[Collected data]
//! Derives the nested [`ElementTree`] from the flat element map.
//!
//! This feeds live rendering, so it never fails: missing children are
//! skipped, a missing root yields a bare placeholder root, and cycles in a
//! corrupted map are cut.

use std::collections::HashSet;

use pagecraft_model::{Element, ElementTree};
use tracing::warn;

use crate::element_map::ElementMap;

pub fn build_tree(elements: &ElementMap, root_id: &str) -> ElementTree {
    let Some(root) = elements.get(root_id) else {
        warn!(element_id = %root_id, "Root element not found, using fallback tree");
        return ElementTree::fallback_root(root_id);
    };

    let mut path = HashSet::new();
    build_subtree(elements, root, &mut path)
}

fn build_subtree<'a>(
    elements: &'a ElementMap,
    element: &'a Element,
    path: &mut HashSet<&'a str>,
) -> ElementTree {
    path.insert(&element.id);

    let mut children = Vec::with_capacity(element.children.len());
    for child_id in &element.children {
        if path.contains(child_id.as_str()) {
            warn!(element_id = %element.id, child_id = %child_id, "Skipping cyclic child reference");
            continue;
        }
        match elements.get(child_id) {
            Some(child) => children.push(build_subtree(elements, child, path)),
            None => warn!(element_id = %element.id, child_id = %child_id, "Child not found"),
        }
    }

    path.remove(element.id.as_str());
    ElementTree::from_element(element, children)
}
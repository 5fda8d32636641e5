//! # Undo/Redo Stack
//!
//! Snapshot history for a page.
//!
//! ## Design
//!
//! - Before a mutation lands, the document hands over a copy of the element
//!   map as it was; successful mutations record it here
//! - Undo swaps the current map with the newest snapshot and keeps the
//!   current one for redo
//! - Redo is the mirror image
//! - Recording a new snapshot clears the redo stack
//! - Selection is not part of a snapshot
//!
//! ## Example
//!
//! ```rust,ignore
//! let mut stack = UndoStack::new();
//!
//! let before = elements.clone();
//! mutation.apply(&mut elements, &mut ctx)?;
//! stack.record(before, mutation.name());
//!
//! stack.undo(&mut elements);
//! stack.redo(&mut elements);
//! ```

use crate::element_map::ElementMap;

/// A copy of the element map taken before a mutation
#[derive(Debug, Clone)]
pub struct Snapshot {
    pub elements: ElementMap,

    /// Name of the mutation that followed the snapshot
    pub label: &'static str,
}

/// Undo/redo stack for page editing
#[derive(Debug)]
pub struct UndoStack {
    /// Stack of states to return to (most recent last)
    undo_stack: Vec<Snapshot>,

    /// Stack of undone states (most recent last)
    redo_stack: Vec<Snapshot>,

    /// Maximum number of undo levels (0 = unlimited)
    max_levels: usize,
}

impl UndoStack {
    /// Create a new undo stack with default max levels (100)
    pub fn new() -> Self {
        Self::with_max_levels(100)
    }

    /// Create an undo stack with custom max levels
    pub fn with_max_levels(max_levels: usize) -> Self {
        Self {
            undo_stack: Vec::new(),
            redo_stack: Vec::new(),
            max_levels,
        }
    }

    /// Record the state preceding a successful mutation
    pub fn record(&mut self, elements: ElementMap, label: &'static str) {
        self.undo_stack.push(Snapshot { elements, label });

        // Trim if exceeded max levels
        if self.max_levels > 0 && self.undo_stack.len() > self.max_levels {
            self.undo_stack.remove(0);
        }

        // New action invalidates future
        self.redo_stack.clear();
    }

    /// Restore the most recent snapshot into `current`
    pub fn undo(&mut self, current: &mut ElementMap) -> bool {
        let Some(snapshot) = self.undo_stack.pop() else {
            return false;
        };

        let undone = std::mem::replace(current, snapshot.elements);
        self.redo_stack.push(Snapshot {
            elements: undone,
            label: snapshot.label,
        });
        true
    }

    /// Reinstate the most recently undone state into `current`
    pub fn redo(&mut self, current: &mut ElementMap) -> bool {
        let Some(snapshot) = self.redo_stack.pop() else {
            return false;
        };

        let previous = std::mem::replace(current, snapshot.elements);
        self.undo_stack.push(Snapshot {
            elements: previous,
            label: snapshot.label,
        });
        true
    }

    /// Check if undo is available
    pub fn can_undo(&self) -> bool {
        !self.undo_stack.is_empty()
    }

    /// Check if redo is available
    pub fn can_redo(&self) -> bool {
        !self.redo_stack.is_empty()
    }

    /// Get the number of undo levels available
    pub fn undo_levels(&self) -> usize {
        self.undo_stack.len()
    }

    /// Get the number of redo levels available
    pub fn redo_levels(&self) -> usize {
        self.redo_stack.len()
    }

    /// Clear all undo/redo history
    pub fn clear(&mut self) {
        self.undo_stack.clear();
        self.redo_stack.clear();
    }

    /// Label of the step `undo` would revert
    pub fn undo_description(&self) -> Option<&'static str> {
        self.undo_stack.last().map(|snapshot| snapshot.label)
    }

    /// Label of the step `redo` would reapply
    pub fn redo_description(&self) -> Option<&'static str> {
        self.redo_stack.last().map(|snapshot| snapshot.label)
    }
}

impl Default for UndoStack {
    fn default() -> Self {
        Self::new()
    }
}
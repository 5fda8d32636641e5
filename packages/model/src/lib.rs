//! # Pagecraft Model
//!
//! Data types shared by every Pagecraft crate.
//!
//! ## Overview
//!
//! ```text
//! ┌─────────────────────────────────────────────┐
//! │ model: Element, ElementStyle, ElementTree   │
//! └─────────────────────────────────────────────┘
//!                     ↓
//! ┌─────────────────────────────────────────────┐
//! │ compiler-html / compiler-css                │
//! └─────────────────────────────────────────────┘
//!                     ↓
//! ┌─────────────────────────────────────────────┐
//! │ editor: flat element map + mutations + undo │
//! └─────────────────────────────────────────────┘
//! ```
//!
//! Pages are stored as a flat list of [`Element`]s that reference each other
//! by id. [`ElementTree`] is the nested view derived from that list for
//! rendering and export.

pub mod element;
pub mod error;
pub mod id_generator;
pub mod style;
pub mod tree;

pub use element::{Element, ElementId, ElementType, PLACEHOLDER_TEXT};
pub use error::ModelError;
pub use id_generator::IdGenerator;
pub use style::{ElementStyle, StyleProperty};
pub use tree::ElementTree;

**What is being asked:**
Wherever the string "replace" appears in a line of the records, copy that line.

**Response to the task:**
        let undone = std::mem::replace(current, snapshot.elements);
        let previous = std::mem::replace(current, snapshot.elements);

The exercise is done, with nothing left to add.